[Problem description]
The word to look for is "contains". Report every line of the entries below that has it.

Stored data:
++++++++++

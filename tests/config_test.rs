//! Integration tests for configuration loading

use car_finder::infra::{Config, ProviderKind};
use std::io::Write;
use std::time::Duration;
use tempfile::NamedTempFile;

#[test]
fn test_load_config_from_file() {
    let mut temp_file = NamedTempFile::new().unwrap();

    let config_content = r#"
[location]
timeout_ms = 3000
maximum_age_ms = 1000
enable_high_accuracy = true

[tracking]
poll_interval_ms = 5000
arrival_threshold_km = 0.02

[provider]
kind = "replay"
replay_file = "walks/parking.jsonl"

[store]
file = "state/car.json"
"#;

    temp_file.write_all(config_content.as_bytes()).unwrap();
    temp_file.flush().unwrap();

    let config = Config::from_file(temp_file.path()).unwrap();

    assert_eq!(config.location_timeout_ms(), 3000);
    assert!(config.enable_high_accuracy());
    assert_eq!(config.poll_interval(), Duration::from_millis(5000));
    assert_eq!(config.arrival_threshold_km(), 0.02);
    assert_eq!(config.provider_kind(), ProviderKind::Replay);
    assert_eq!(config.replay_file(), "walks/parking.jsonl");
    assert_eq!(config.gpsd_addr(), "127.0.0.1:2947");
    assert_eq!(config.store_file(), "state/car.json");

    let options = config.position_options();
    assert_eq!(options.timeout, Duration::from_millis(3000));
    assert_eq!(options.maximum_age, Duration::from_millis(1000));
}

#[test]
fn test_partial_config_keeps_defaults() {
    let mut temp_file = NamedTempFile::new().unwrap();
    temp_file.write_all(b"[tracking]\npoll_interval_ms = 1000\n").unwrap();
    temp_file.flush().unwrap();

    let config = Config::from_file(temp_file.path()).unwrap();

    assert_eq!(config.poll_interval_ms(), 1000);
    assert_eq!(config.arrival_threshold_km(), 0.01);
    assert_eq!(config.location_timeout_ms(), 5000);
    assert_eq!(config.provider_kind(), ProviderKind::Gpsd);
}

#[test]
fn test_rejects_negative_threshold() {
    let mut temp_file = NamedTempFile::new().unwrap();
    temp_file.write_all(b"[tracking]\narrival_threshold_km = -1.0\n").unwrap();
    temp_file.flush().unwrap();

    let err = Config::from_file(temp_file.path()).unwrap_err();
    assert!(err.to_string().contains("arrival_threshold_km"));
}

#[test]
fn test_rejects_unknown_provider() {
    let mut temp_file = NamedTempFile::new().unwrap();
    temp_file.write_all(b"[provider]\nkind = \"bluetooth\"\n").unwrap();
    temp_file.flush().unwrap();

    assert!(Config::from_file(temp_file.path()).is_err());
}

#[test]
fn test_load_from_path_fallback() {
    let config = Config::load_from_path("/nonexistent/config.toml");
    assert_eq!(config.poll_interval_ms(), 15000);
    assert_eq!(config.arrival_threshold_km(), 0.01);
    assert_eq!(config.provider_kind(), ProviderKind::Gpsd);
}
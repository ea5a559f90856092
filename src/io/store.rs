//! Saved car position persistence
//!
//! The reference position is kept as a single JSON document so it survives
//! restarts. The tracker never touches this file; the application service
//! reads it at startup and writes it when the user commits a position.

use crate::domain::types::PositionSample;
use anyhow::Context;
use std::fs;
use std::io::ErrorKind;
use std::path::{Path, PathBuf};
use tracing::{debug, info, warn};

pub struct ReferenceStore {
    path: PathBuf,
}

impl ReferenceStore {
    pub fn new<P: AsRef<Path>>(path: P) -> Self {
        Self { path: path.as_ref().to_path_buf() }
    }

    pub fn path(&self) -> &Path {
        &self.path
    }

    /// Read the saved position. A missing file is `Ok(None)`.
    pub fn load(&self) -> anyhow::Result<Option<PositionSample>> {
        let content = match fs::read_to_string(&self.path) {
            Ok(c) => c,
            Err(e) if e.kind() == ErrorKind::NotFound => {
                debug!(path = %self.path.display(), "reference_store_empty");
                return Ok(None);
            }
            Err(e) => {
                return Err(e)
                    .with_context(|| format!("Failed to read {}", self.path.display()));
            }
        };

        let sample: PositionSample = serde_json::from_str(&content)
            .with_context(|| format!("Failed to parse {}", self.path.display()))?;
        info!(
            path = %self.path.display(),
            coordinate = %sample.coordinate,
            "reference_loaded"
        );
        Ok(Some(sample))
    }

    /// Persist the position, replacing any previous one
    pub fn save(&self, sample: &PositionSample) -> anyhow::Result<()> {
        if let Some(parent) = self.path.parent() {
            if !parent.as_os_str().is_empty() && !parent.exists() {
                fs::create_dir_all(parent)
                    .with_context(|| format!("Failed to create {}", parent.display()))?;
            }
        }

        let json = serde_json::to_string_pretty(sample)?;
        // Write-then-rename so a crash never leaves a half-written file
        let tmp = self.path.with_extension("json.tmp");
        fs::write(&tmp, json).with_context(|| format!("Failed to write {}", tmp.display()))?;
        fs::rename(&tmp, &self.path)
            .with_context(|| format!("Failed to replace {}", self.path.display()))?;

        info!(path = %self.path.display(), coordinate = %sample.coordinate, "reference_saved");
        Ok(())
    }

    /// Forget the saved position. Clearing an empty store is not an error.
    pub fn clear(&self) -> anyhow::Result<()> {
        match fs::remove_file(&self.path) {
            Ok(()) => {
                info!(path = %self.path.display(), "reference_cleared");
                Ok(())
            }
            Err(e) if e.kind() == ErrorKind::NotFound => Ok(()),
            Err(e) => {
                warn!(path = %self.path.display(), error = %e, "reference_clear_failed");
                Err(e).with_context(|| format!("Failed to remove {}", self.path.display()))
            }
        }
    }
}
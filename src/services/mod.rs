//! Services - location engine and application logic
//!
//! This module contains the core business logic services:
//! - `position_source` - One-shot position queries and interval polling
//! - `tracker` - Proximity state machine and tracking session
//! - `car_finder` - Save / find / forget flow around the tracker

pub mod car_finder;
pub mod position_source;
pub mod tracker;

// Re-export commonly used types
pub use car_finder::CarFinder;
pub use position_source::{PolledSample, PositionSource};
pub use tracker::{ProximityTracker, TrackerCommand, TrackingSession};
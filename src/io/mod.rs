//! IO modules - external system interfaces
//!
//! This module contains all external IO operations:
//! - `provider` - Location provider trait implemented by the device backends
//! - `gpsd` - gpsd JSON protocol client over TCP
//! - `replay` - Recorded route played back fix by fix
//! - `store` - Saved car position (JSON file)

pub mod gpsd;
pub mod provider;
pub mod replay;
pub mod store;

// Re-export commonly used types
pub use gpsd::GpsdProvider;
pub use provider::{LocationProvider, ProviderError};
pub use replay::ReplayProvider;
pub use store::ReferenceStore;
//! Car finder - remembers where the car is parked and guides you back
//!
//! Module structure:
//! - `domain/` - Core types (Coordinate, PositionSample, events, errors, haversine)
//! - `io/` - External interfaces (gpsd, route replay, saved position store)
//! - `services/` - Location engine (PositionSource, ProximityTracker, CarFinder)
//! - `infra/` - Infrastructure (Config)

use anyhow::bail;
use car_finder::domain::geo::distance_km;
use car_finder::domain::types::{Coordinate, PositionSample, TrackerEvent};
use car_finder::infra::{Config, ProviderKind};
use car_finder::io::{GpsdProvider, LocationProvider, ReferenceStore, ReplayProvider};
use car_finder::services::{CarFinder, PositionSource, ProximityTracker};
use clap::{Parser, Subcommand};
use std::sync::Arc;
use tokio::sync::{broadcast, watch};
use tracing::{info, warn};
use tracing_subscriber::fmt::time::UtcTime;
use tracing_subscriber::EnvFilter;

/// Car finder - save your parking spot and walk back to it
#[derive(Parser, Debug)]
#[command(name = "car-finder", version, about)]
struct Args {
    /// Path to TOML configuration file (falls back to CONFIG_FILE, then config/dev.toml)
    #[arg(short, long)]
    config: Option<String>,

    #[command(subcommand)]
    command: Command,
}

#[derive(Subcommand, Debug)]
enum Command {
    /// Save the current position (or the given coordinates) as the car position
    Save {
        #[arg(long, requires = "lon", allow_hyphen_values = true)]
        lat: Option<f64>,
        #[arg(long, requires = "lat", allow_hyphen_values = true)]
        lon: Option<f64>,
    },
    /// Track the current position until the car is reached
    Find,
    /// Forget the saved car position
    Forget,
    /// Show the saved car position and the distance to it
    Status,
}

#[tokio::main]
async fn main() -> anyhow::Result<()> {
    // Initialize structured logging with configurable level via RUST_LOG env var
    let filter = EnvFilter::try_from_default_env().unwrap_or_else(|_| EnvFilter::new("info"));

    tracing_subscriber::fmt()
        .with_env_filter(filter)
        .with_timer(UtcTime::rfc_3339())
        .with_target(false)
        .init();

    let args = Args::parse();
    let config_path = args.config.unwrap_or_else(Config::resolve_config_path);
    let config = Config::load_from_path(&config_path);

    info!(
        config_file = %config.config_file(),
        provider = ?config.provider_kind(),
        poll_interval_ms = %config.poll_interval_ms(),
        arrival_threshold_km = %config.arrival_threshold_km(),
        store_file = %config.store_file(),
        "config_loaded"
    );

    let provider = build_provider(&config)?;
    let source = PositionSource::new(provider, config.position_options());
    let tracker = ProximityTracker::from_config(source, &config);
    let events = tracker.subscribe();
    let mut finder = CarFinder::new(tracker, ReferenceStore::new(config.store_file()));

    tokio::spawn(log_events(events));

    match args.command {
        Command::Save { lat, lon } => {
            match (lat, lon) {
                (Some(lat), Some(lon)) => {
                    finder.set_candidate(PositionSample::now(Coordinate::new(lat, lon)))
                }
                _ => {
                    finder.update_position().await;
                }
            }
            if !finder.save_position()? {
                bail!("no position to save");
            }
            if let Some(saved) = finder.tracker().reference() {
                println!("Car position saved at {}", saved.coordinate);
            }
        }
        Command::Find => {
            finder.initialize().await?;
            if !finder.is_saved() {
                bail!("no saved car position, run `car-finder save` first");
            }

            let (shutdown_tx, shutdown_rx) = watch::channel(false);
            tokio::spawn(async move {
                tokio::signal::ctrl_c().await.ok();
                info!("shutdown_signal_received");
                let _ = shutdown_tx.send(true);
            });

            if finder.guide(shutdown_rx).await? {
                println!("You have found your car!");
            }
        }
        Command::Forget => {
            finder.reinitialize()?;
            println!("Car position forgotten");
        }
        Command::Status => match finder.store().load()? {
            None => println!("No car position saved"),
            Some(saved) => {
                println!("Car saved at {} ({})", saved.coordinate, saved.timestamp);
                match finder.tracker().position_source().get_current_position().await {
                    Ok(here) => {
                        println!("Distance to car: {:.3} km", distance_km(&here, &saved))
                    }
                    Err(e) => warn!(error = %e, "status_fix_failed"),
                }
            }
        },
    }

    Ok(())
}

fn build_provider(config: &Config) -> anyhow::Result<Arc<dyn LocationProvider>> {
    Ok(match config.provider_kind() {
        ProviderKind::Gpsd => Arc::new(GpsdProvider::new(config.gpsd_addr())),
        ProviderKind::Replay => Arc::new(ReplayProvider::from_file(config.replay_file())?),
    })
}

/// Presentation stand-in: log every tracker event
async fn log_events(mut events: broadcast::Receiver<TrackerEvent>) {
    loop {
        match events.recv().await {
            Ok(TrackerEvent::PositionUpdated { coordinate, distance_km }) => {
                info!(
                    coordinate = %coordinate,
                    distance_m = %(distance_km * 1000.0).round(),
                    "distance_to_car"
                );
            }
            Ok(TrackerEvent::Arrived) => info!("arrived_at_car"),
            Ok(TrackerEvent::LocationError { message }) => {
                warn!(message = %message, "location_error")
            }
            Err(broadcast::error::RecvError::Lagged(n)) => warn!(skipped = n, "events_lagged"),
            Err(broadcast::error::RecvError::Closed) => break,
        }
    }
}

++++++++++

[Result of the exercise]
    assert!(err.to_string().contains("arrival_threshold_km"));
//! This module contains the core business logic services:
//! This module contains all external IO operations:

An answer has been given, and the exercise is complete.